Creating computer games is a tricky business, and all good tricks include a lot of smoke, mirrors and hidden trapdoors. Sometimes, though, the smoke gets sucked into the trapdoor and the assistant’s twin walks head-first into the mirror because she can’t see anything. In the case of computer games, this usually leads to bug reports. This series of posts offers a behind the scenes look at some of the notable bugs in Pathfinder: Wrath of the Righteous.
Pathfinder tabletop system is incredibly complex. It includes a huge number of interacting rules and content based on said rules, which sometimes overrides them and creates special cases. Because of that, even a simple question like “how much damage can that character do” requires complex calculations. Of course, we make these calculations whenever the character attacks someone, but that’s not the only time when we need minimum and maximum damage values.

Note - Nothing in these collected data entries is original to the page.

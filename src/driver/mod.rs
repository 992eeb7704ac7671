//! UI 驱动接口
//!
//! 核心流程只依赖这里的 `UiDriver` 能力，不认识具体的自动化工具。
//! 所有调用都显式携带会话 / 页面句柄，不存在全局单例。
//!
//! - `chromium` - 基于 chromiumoxide 的实现

pub mod chromium;

use crate::error::DriverResult;
use crate::models::Secret;
use std::fmt;
use std::path::Path;
use std::time::Duration;

pub use chromium::ChromiumDriver;

/// 元素引用：CSS 选择器 + 可选的可见文本过滤
#[derive(Debug, Clone, PartialEq, Eq, Hash)]
pub struct ElementRef {
    pub css: String,
    pub text: Option<String>,
}

impl ElementRef {
    pub fn css(css: impl Into<String>) -> Self {
        Self {
            css: css.into(),
            text: None,
        }
    }

    /// 匹配 css 且文本包含 `text` 的第一个元素
    pub fn with_text(css: impl Into<String>, text: impl Into<String>) -> Self {
        Self {
            css: css.into(),
            text: Some(text.into()),
        }
    }
}

impl fmt::Display for ElementRef {
    fn fmt(&self, f: &mut fmt::Formatter<'_>) -> fmt::Result {
        match &self.text {
            Some(text) => write!(f, "{} (文本: '{}')", self.css, text),
            None => f.write_str(&self.css),
        }
    }
}

/// 只能相对移动的序数控件（例如日历）
#[derive(Debug, Clone, PartialEq, Eq)]
pub struct WidgetRef {
    /// 显示当前位置的标签
    pub label: ElementRef,
    /// 后退按钮
    pub retreat: ElementRef,
    /// 前进按钮
    pub advance: ElementRef,
}

/// 移动方向
#[derive(Debug, Clone, Copy, PartialEq, Eq)]
pub enum Direction {
    Advance,
    Retreat,
}

impl fmt::Display for Direction {
    fn fmt(&self, f: &mut fmt::Formatter<'_>) -> fmt::Result {
        match self {
            Direction::Advance => f.write_str("前进"),
            Direction::Retreat => f.write_str("后退"),
        }
    }
}

/// 下载得到的文件
#[derive(Clone, PartialEq, Eq)]
pub struct ArtifactHandle {
    /// 门户建议的文件名（`a[download]` 属性）
    pub suggested_name: Option<String>,
    pub bytes: Vec<u8>,
}

impl fmt::Debug for ArtifactHandle {
    fn fmt(&self, f: &mut fmt::Formatter<'_>) -> fmt::Result {
        f.debug_struct("ArtifactHandle")
            .field("suggested_name", &self.suggested_name)
            .field("len", &self.bytes.len())
            .finish()
    }
}

/// UI 驱动能力
///
/// 每个调用都可能阻塞在外部的慢操作上，实现方负责为每次调用加超时。
#[allow(async_fn_in_trait)]
pub trait UiDriver {
    /// 浏览器会话（独占的临时工作目录）
    type Session;
    /// 已登录的门户页面
    type Portal;

    async fn open_session(&self, session_id: &str) -> DriverResult<Self::Session>;

    async fn login(
        &self,
        session: &Self::Session,
        identity: &str,
        secret: &Secret,
    ) -> DriverResult<Self::Portal>;

    /// 打开门户首页上的某个服务（可能在新标签页中打开）
    async fn open_service(
        &self,
        session: &Self::Session,
        portal: &Self::Portal,
        tile: &ElementRef,
    ) -> DriverResult<Self::Portal>;

    async fn select_target(&self, portal: &Self::Portal, target_identity: &str)
        -> DriverResult<()>;

    async fn fill_field(
        &self,
        portal: &Self::Portal,
        field: &ElementRef,
        value: &str,
    ) -> DriverResult<()>;

    async fn click(&self, portal: &Self::Portal, element: &ElementRef) -> DriverResult<()>;

    async fn read_text(&self, portal: &Self::Portal, element: &ElementRef)
        -> DriverResult<String>;

    async fn advance_widget(
        &self,
        portal: &Self::Portal,
        widget: &WidgetRef,
        direction: Direction,
    ) -> DriverResult<()>;

    async fn trigger_download(
        &self,
        portal: &Self::Portal,
        element: &ElementRef,
        timeout: Duration,
    ) -> DriverResult<ArtifactHandle>;

    async fn save_artifact(&self, artifact: &ArtifactHandle, path: &Path) -> DriverResult<()>;

    /// 关闭会话；`retain_workspace` 为 true 时保留临时工作目录以便恢复
    async fn close_session(&self, session: Self::Session, retain_workspace: bool)
        -> DriverResult<()>;
}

Every time you Inspect an enemy, you can see its damage range. To display it, we need to make the same calculations as in case of a real attack. Duplicating all code required to do this without making an attack would be a huge, bug-prone overkill, but there is a simple, smoke-and-mirrors way to do this, which we use. We create a dummy invisible character and use the usual combat code to make a fake attack against it.
Of course, this fake attack should never appear in Combat Log or do anything else visible to the player, and that’s why the code that is responsible for calculating the damage includes a special toggle that makes it calculate everything, but do nothing: it doesn’t spend any limited resources, doesn’t actually deal any damage or trigger any side-effects. But. To make an attack, we must first calculate Attack Roll, to tell if we hit or miss the target. The roll is faked, too – we always need to hit the dummy to extract the damage. Unfortunately, the code that calculated the Attack Roll was written less carefully with the respect to “fakeness”. It actually emitted signals about a successful attack to anyone listening in. And Cairn Wight has a nice little ability called Energy Drain that makes it gain temporary hit points every time it lands an attack (even without doing any damage), and the target fails a save.
As you can guess, the dummy never made its saving rolls. And so, every time you moused over a Cairn Wight it gained additional temporary hit points, making it virtually impossible to kill. The bug actually manifested itself both in RTwP and turn-based mode, but was much more noticeable in the later, because it was easier to keep your mouse cursor over Wight, and because you need to place the cursor over it to make an attack.
In the end, we taught the code that makes the fake Attack Roll to avoid signaling the whole wide world about its results, and Cairn Wights started dying again. And there was much rejoicing.